It's better for me financially that I do not live nearby.    Just getting the occasional catalog is deadly enough, thanks.         There are so many things I want to try.


----------



## PhotoWrangler (Sep 10, 2012)

Hayyyyy!! That spammer copied my post! ^^




ChristopherCoy said:


> I find myself having to make a move over to Ilford stuff and learning those products after having trained myself on TriX and XTOL.


----------



## ulrichsd (Sep 13, 2012)

Thanks again everyone for the advice.  Just got the HC110, fixer and Patterson tank in the mail today.  Looking forward to shooting some film and developing it this weekend!


----------



## scottkim (Sep 13, 2012)

I recently did my very first DIY film processing.

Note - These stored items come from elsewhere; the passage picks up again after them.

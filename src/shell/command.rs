//! Command line parsing

use crate::alerts::AlertMetric;

use super::error::ShellError;

/// One line typed at the prompt
#[derive(Debug, Clone, PartialEq)]
pub enum Command {
    /// Fetch every registered device, or the one with this label
    Fetch { label: Option<String> },

    Add { address: String, label: String },

    Remove { address: String },

    List,

    /// Interactive: prompts for a device and the metrics to plot
    Chart,

    /// Interactive: prompts for a device and prints its full reading
    Stats,

    SetAlert { metric: AlertMetric, value: String },

    Alerts,

    /// Scan the given prefixes, or the configured ones when empty
    Autofind { ranges: Vec<String> },

    Help { topic: Option<String> },

    Quit,

    /// Blank line
    Empty,
}

pub struct CommandHelp {
    pub name: &'static str,
    pub usage: &'static str,
    pub summary: &'static str,
}

pub const COMMANDS: &[CommandHelp] = &[
    CommandHelp {
        name: "fetch",
        usage: "fetch [hostname]",
        summary: "Fetch and display data from all miners or a specific one",
    },
    CommandHelp {
        name: "add",
        usage: "add <IP_ADDRESS> <HOSTNAME>",
        summary: "Add a miner to the list",
    },
    CommandHelp {
        name: "remove",
        usage: "remove <IP_ADDRESS>",
        summary: "Remove a miner from the list",
    },
    CommandHelp {
        name: "list",
        usage: "list",
        summary: "List all miners",
    },
    CommandHelp {
        name: "chart",
        usage: "chart",
        summary: "Live charts for power, voltage, hash rate, temperature and/or shares",
    },
    CommandHelp {
        name: "stats",
        usage: "stats",
        summary: "Display the full API output for a selected miner",
    },
    CommandHelp {
        name: "set_alert",
        usage: "set_alert <metric> <value>",
        summary: "Set an alert threshold (hashRate, fanSpeed, bestShare)",
    },
    CommandHelp {
        name: "alerts",
        usage: "alerts",
        summary: "Show the configured alert thresholds",
    },
    CommandHelp {
        name: "autofind",
        usage: "autofind [prefix...]",
        summary: "Scan address ranges and add every miner that answers",
    },
    CommandHelp {
        name: "help",
        usage: "help [command]",
        summary: "List commands, or show usage for one",
    },
    CommandHelp {
        name: "quit",
        usage: "quit",
        summary: "Quit the shell",
    },
];

pub fn help_for(name: &str) -> Option<&'static CommandHelp> {
    COMMANDS.iter().find(|cmd| cmd.name == name)
}

impl Command {
    pub fn parse(line: &str) -> Result<Command, ShellError> {
        let mut words = line.split_whitespace();

        let Some(name) = words.next() else {
            return Ok(Command::Empty);
        };
        let args: Vec<&str> = words.collect();

        let command = match name {
            "fetch" => Command::Fetch {
                label: args.first().map(|label| label.to_string()),
            },

            "add" => match args.as_slice() {
                [address, label] => Command::Add {
                    address: address.to_string(),
                    label: label.to_string(),
                },
                _ => return Err(ShellError::Usage("add <IP_ADDRESS> <HOSTNAME>")),
            },

            "remove" => match args.as_slice() {
                [address] => Command::Remove {
                    address: address.to_string(),
                },
                _ => return Err(ShellError::Usage("remove <IP_ADDRESS>")),
            },

            "list" => Command::List,
            "chart" => Command::Chart,
            "stats" => Command::Stats,
            "alerts" => Command::Alerts,

            "set_alert" => match args.as_slice() {
                [metric, value] => Command::SetAlert {
                    metric: metric.parse()?,
                    value: value.to_string(),
                },
                _ => return Err(ShellError::Usage("set_alert <metric> <value>")),
            },

            "autofind" => Command::Autofind {
                ranges: args.iter().map(|range| range.to_string()).collect(),
            },

            "help" | "?" => Command::Help {
                topic: args.first().map(|topic| topic.to_string()),
            },

            "quit" | "exit" => Command::Quit,

            other => return Err(ShellError::UnknownCommand(other.to_string())),
        };

        Ok(command)
    }
}
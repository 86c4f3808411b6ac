//! Fetcher tests against a mock AxeOS device

use std::time::Duration;

use axe_monitor::{
    BestShare,
    fetcher::{HttpFetcher, SYSTEM_INFO_PATH, TelemetrySource},
};
use pretty_assertions::assert_eq;
use wiremock::matchers::{method, path};
use wiremock::{Mock, MockServer, ResponseTemplate};

use crate::helpers::*;

#[tokio::test]
async fn test_full_system_info_is_parsed() {
    let mock_server = MockServer::start().await;

    Mock::given(method("GET"))
        .and(path(SYSTEM_INFO_PATH))
        .respond_with(
            ResponseTemplate::new(200).set_body_json(create_mock_system_info("bitaxe-ultra", 498.7)),
        )
        .expect(1)
        .mount(&mock_server)
        .await;

    let address = mock_address(&mock_server);
    let fetcher = HttpFetcher::new(Duration::from_secs(2)).unwrap();

    let info = fetcher.fetch(&address).await.expect("device should answer");

    assert_eq!(info.ip, address);
    assert_eq!(info.display_name(), "bitaxe-ultra");
    assert_eq!(info.hash_rate, Some(498.7));
    assert_eq!(info.temperature, Some(58.25));
    assert_eq!(info.shares_accepted, Some(1200));
    assert_eq!(info.shares_rejected, Some(3));
    assert_eq!(info.fan_speed, Some(75.0));
    assert_eq!(info.best_share, Some(BestShare::Text("4.29G".to_string())));
    assert_eq!(info.extra.get("ASICModel"), Some(&serde_json::json!("BM1366")));
    assert!(!info.is_error());
}

#[tokio::test]
async fn test_every_field_is_listed_for_stats() {
    let mock_server = MockServer::start().await;

    Mock::given(method("GET"))
        .and(path(SYSTEM_INFO_PATH))
        .respond_with(
            ResponseTemplate::new(200).set_body_json(create_mock_system_info("rig", 500.0)),
        )
        .mount(&mock_server)
        .await;

    let fetcher = HttpFetcher::new(Duration::from_secs(2)).unwrap();
    let info = fetcher.fetch(&mock_address(&mock_server)).await.unwrap();

    let keys: Vec<String> = info.fields().into_iter().map(|(key, _)| key).collect();
    for expected in ["ASICModel", "bestDiff", "current", "fanspeed", "hashRate", "ip", "ssid", "version"] {
        assert!(keys.contains(&expected.to_string()), "missing {expected}");
    }
}

#[tokio::test]
async fn test_device_error_is_passed_through() {
    let mock_server = MockServer::start().await;

    Mock::given(method("GET"))
        .and(path(SYSTEM_INFO_PATH))
        .respond_with(
            ResponseTemplate::new(200)
                .set_body_json(serde_json::json!({ "error": "ASIC not detected" })),
        )
        .mount(&mock_server)
        .await;

    let fetcher = HttpFetcher::new(Duration::from_secs(2)).unwrap();
    let info = fetcher.fetch(&mock_address(&mock_server)).await.unwrap();

    assert!(info.is_error());
    assert_eq!(info.error_message().as_deref(), Some("ASIC not detected"));
}

#[tokio::test]
async fn test_not_found_is_no_data() {
    let mock_server = MockServer::start().await;

    Mock::given(method("GET"))
        .and(path(SYSTEM_INFO_PATH))
        .respond_with(ResponseTemplate::new(404))
        .mount(&mock_server)
        .await;

    let fetcher = HttpFetcher::new(Duration::from_secs(2)).unwrap();

    assert!(fetcher.fetch(&mock_address(&mock_server)).await.is_none());
}

#[tokio::test]
async fn test_non_json_body_is_no_data() {
    let mock_server = MockServer::start().await;

    Mock::given(method("GET"))
        .and(path(SYSTEM_INFO_PATH))
        .respond_with(ResponseTemplate::new(200).set_body_string("<html>router login</html>"))
        .mount(&mock_server)
        .await;

    let fetcher = HttpFetcher::new(Duration::from_secs(2)).unwrap();

    assert!(fetcher.fetch(&mock_address(&mock_server)).await.is_none());
}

1. The shop I went to get processing stuff just ran out of changing bag, so I used my bed and blanket at night instead.
2. Agfa Rodinal was my choice of developer as it seems the easiest to mix/store.
3. Used tap water for stop both.
4. Made my own photoflo solution with dishwashing liquid I have at home. Worked pretty good I think.

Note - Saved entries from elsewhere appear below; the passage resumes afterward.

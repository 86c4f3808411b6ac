//! Miner Monitor Shell
//!
//! Interactive shell for polling, charting and alerting on BitAxe miners
//! running AxeOS.

use std::io;
use std::path::PathBuf;
use std::sync::Arc;
use std::time::Duration;

use anyhow::{Context, Result};
use clap::Parser;
use tracing::info;

use axe_monitor::{
    chart::ChartRunner,
    config::Config,
    fetcher::{HttpFetcher, TelemetrySource},
    shell::Shell,
    util,
};

#[derive(Parser, Debug)]
#[command(name = "axe-monitor")]
#[command(about = "Interactive monitor shell for BitAxe miners", long_about = None)]
struct Args {
    /// Configuration file path
    #[arg(short, long, value_name = "FILE")]
    config: Option<PathBuf>,

    /// Address prefix scanned by autofind, e.g. 192.168.1 (overrides config file)
    #[arg(short, long = "range", value_name = "PREFIX")]
    ranges: Vec<String>,

    /// Per-request timeout in seconds (overrides config file)
    #[arg(short, long, value_name = "SECS")]
    timeout: Option<u64>,
}

#[tokio::main]
async fn main() -> Result<()> {
    let args = Args::parse();

    let config = Config::load(args.config.as_deref())?;

    // Override with CLI args if provided
    let config = Config {
        scan_ranges: if args.ranges.is_empty() {
            config.scan_ranges
        } else {
            args.ranges
        },
        request_timeout_secs: args.timeout.unwrap_or(config.request_timeout_secs),
        ..config
    };
    config.validate().context("Invalid settings")?;

    init_logging(&config);

    info!("starting axe-monitor");

    let source: Arc<dyn TelemetrySource> = Arc::new(
        HttpFetcher::new(config.request_timeout()).context("Failed to create HTTP client")?,
    );
    let charts = chart_runner(source.clone(), config.chart_interval());

    let stdin = io::stdin();
    let mut shell = Shell::new(stdin.lock(), io::stdout(), source, charts, config);
    shell.run().await?;

    info!("axe-monitor stopped");

    Ok(())
}

/// Logs go to a file so they never corrupt the shell or the chart view
fn init_logging(config: &Config) {
    let log_path = util::default_log_path();

    if let Some(parent) = log_path.parent() {
        std::fs::create_dir_all(parent).ok();
    }

    let log_file = std::fs::OpenOptions::new()
        .create(true)
        .append(true)
        .open(&log_path);

    match log_file {
        Ok(file) => {
            tracing_subscriber::fmt()
                .with_target(false)
                .with_level(true)
                .with_max_level(config.log_filter())
                .with_ansi(false)
                .with_writer(file)
                .init();
        }
        Err(_) => {
            // If we can't create a log file, use a minimal stderr logger that only shows errors
            tracing_subscriber::fmt()
                .with_target(false)
                .with_level(true)
                .with_max_level(tracing::Level::ERROR)
                .with_writer(io::stderr)
                .init();
        }
    }
}

#[cfg(feature = "dashboard")]
fn chart_runner(source: Arc<dyn TelemetrySource>, interval: Duration) -> Arc<dyn ChartRunner> {
    Arc::new(axe_monitor::chart::TerminalChartRunner::new(source, interval))
}

#[cfg(not(feature = "dashboard"))]
fn chart_runner(_source: Arc<dyn TelemetrySource>, _interval: Duration) -> Arc<dyn ChartRunner> {
    Arc::new(NoDashboard)
}

/// Stand-in when built without the terminal chart view
#[cfg(not(feature = "dashboard"))]
struct NoDashboard;

#[cfg(not(feature = "dashboard"))]
#[async_trait::async_trait]
impl ChartRunner for NoDashboard {
    async fn run(
        &self,
        _request: axe_monitor::chart::ChartRequest,
    ) -> Result<axe_monitor::chart::ChartSummary> {
        anyhow::bail!("Chart view not available. Build with --features dashboard")
    }
}
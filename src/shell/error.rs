use crate::{alerts::AlertError, chart::ChartError, scanner::ScanError};

/// Errors reported to the operator as a single line. None of them end the shell.
#[derive(Debug, thiserror::Error)]
pub enum ShellError {
    #[error("Usage: {0}")]
    Usage(&'static str),

    #[error("Unknown command: {0}. Type ? to list commands.")]
    UnknownCommand(String),

    #[error("Invalid selection.")]
    InvalidSelection,

    #[error("Invalid input. Please enter a number.")]
    NotANumber,

    #[error("Hostname {0} not found.")]
    UnknownLabel(String),

    #[error("No miners registered. Use add or autofind first.")]
    NoDevices,

    #[error("Failed to fetch data from the selected miner.")]
    FetchFailed,

    #[error(transparent)]
    Alert(#[from] AlertError),

    #[error(transparent)]
    Chart(#[from] ChartError),

    #[error(transparent)]
    Scan(#[from] ScanError),

    #[error("Chart session failed: {0:#}")]
    Session(anyhow::Error),

    /// Writing to the terminal failed; this one is fatal
    #[error("I/O error: {0}")]
    Io(#[from] std::io::Error),
}

impl ShellError {
    pub fn is_fatal(&self) -> bool {
        matches!(self, ShellError::Io(_))
    }
}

Also, check FilmDev | Everyone's recipes website for other's recipes.

Cheers


----------



## ulrichsd (Sep 15, 2012)

scottkim said:


> Also, check FilmDev | Everyone's recipes website for other's recipes.
> Cheers



Thanks for the link!!

Ok, developed my first roll.  Good news: there are pictures on there.  Bad news: this is the first roll I've developed.

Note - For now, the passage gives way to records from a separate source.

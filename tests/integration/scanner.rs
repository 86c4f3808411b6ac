//! Scanner tests over simulated subnets

use std::sync::Arc;
use std::sync::atomic::Ordering;
use std::time::Duration;

use assert_matches::assert_matches;
use axe_monitor::{
    registry::DeviceRegistry,
    scanner::{self, MAX_HOST, ScanError},
};
use pretty_assertions::assert_eq;

use crate::helpers::*;

#[tokio::test]
async fn test_scan_returns_exactly_the_responders() {
    let responders = [1, 7, 42, 100, 199, 254];
    let subnet = Arc::new(SimulatedSubnet::new(
        "192.168.0",
        &responders,
        Duration::from_millis(1),
    ));

    let found = scanner::scan_range(subnet.clone(), "192.168.0", 100)
        .await
        .unwrap();

    assert_eq!(found.len(), responders.len());
    assert_eq!(subnet.probes.load(Ordering::SeqCst), MAX_HOST as usize);

    let mut hosts: Vec<u8> = found
        .iter()
        .map(|info| info.ip.rsplit('.').next().unwrap().parse().unwrap())
        .collect();
    hosts.sort();
    assert_eq!(hosts, responders);
}

#[tokio::test]
async fn test_scan_respects_concurrency_cap() {
    let subnet = Arc::new(SimulatedSubnet::new("10.10.0", &[], Duration::from_millis(5)));

    let found = scanner::scan_range(subnet.clone(), "10.10.0", 100)
        .await
        .unwrap();

    assert!(found.is_empty());
    let peak = subnet.peak.load(Ordering::SeqCst);
    assert!(peak <= 100, "peak concurrency was {peak}");
    assert!(peak > 1, "scan should run requests in parallel");
}

#[tokio::test]
async fn test_scan_rejects_bad_prefix() {
    let subnet = Arc::new(SimulatedSubnet::new("10.10.0", &[], Duration::ZERO));

    assert_matches!(
        scanner::scan_range(subnet.clone(), "10.10", 100).await,
        Err(ScanError::InvalidRange(_))
    );
    assert_eq!(subnet.probes.load(Ordering::SeqCst), 0);
}

#[tokio::test]
async fn test_repeated_discovery_does_not_duplicate() {
    let subnet = Arc::new(SimulatedSubnet::new("10.10.0", &[5, 6], Duration::ZERO));
    let mut registry = DeviceRegistry::new();

    for _ in 0..2 {
        let found = scanner::scan_range(subnet.clone(), "10.10.0", 100)
            .await
            .unwrap();
        scanner::merge_discovered(&mut registry, &found);
    }

    assert_eq!(registry.len(), 2);
    assert_eq!(
        registry.find_by_address("10.10.0.5").unwrap().label,
        "bitaxe-5"
    );
}
use image::{GrayImage, RgbImage};
use vista_brief::BriefGenerator;
use vista_core::{Descriptor, FeatureConfig, Keypoint, Match};
use vista_fast::FastDetector;
use vista_match::{BruteForceMatcher, FilterPolicy};

use crate::error::VistaResult;
use crate::render;

/// Smallest side the FAST ring fits in
const MIN_DETECTABLE_SIDE: usize = 7;

/// Keypoints of one image with their descriptors, index-aligned
#[derive(Debug, Clone, Default)]
pub struct ImageFeatures {
    pub keypoints: Vec<Keypoint>,
    pub descriptors: Vec<Descriptor>,
}

/// Everything computed for one image pair
#[derive(Debug, Clone)]
pub struct PairMatches {
    pub features_a: ImageFeatures,
    pub features_b: ImageFeatures,
    /// Best match for every keypoint of image A
    pub raw: Vec<Match>,
    /// Subset of `raw` passing the distance filter, in `raw` order
    pub good: Vec<Match>,
}

/// Detect, describe, match, filter and render an image pair.
///
/// Holds configuration only; every call is computed from scratch.
pub struct FeatureMatcher {
    cfg: FeatureConfig,
    policy: FilterPolicy,
    blur_sigma: f32,
    matcher: BruteForceMatcher,
}

impl FeatureMatcher {
    pub fn new(cfg: FeatureConfig, policy: FilterPolicy, blur_sigma: f32) -> Self {
        Self {
            cfg,
            policy,
            blur_sigma,
            matcher: BruteForceMatcher::new(),
        }
    }

    pub fn config(&self) -> &FeatureConfig {
        &self.cfg
    }

    /// FAST keypoints on the luma channel, BRIEF descriptors on its blurred copy
    pub fn extract(&self, img: &RgbImage) -> VistaResult<ImageFeatures> {
        let gray: GrayImage = image::imageops::grayscale(img);
        let (w, h) = (gray.width() as usize, gray.height() as usize);

        // No patch fits: nothing is detectable, which is not an error
        if w.min(h) <= self.cfg.patch_size || w.min(h) < MIN_DETECTABLE_SIDE {
            log::debug!("{}x{} image smaller than patch {}, no keypoints", w, h, self.cfg.patch_size);
            return Ok(ImageFeatures::default());
        }

        let detector = FastDetector::new(self.cfg.clone(), w, h)?;
        let keypoints = detector.detect_keypoints(gray.as_raw())?;

        // Non-positive sigma disables smoothing
        let smoothed = if self.blur_sigma > 0.0 {
            imageproc::filter::gaussian_blur_f32(&gray, self.blur_sigma)
        } else {
            gray.clone()
        };
        let brief = BriefGenerator::new(w, h, self.cfg.patch_size)?;
        let descriptors = brief.generate_descriptors(smoothed.as_raw(), &keypoints)?;

        Ok(ImageFeatures {
            keypoints,
            descriptors,
        })
    }

    pub fn match_pair(&self, a: &RgbImage, b: &RgbImage) -> VistaResult<PairMatches> {
        let features_a = self.extract(a)?;
        let features_b = self.extract(b)?;
        let raw = self
            .matcher
            .match_descriptors(&features_a.descriptors, &features_b.descriptors);
        let good = self.policy.apply(&raw);
        log::debug!(
            "{} / {} keypoints, {} raw matches, {} kept",
            features_a.keypoints.len(),
            features_b.keypoints.len(),
            raw.len(),
            good.len()
        );
        Ok(PairMatches {
            features_a,
            features_b,
            raw,
            good,
        })
    }

    /// Composite of `a` and `b` with the filtered matches drawn in
    pub fn display_matches(&self, a: &RgbImage, b: &RgbImage) -> VistaResult<RgbImage> {
        let pair = self.match_pair(a, b)?;
        render::draw_matches(
            a,
            &pair.features_a.keypoints,
            b,
            &pair.features_b.keypoints,
            &pair.good,
        )
    }
}

#[cfg(test)]
mod tests {
    use super::*;
    use image::Rgb;

    /// Random 8x8 blocks; plenty of FAST corners at block junctions
    fn blocks(w: u32, h: u32, seed: u32) -> RgbImage {
        let mut state = seed.max(1);
        let mut next = move || {
            state ^= state << 13;
            state ^= state >> 17;
            state ^= state << 5;
            state
        };
        let (bw, bh) = (w.div_ceil(8), h.div_ceil(8));
        let shades: Vec<u8> = (0..bw * bh).map(|_| (next() % 256) as u8).collect();
        RgbImage::from_fn(w, h, |x, y| {
            let v = shades[((y / 8) * bw + x / 8) as usize];
            Rgb([v, v, v])
        })
    }

    fn matcher() -> FeatureMatcher {
        FeatureMatcher::new(FeatureConfig::default(), FilterPolicy::default(), 2.0)
    }

    #[test]
    fn test_extract_aligns_descriptors_with_keypoints() {
        let f = matcher().extract(&blocks(128, 96, 7)).unwrap();
        assert!(!f.keypoints.is_empty());
        assert_eq!(f.keypoints.len(), f.descriptors.len());
    }

    #[test]
    fn test_self_match_keeps_perfect_matches() {
        let img = blocks(128, 96, 11);
        let pair = matcher().match_pair(&img, &img).unwrap();
        assert_eq!(pair.raw.len(), pair.features_a.keypoints.len());
        assert!(!pair.good.is_empty());
        // Identical inputs: the minimum distance is 0, so only exact
        // descriptor matches pass the floor
        assert!(pair.good.iter().all(|m| m.distance == 0.0));
    }

    #[test]
    fn test_featureless_pair_still_renders() {
        let flat = RgbImage::from_pixel(64, 48, Rgb([90, 90, 90]));
        let textured = blocks(80, 64, 3);
        let pair = matcher().match_pair(&flat, &textured).unwrap();
        assert!(pair.features_a.keypoints.is_empty());
        assert!(pair.raw.is_empty());
        assert!(pair.good.is_empty());

        let out = matcher().display_matches(&flat, &textured).unwrap();
        assert_eq!(out.dimensions(), (64 + 80, 64));
    }

    #[test]
    fn test_composite_dimensions() {
        let a = blocks(96, 72, 5);
        let b = blocks(64, 88, 9);
        let out = matcher().display_matches(&a, &b).unwrap();
        assert_eq!(out.dimensions(), (160, 88));
    }

    #[test]
    fn test_image_smaller_than_patch_has_no_keypoints() {
        let tiny = RgbImage::new(20, 20);
        let f = matcher().extract(&tiny).unwrap();
        assert!(f.keypoints.is_empty());
        assert!(f.descriptors.is_empty());

        // Smaller side equal to the patch size is still too small
        let edge = blocks(31, 64, 4);
        assert!(matcher().extract(&edge).unwrap().keypoints.is_empty());
    }

    #[test]
    fn test_small_image_still_composited() {
        let small = RgbImage::from_pixel(24, 24, Rgb([40, 40, 40]));
        let large = RgbImage::from_pixel(120, 90, Rgb([200, 200, 200]));
        let out = matcher().display_matches(&small, &large).unwrap();
        assert_eq!(out.dimensions(), (24 + 120, 90));
    }
}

I was a little disapointed when I ran my first scan, all of the pictures looked well overexposed and washed out.  Then I adjusted my scanner settings (a cheap Lexmark X5270) and pushed it to all the way light (I don't think this was made to scan negatives) and the scans turned out better.  Maybe I pushed the processing inadvertantly?  But I'm not to familiar with shooting black and white either, so I'm not totally sure what to expect either.  

If anyone has any tips on my recipe, my scanning, or my technique (I definitely need to be more careful when handling the film and cleaning the scanner, I'm getting a little dust) it would be appreciated!

Thanks,
Scott

Here's my recipe (Fuji Neopan 100)
Room temp 73C (probably need to get a thermometer to measure the water temp)
1. 3:45 in HC-110 solution B (31:1)
2. 0:30 water (stop bath)
3. 2:00 in Ilford Rapid Developer (4:1)
4. 10:00 wash continuously with tap water
5. Hang dry


1. No scanner adjustment  about 50% light/dark








2. Scanner adjusted to about 85% towards light







3. Scanner adjusted to 100% toward light







4. Edited with Photoshop Elements to push up contrast


----------



## timor (Sep 15, 2012)

ulrichsd said:


> Ok, developed my first roll.  Good news: there are pictures on there.  Bad news: this is the first roll I've developed.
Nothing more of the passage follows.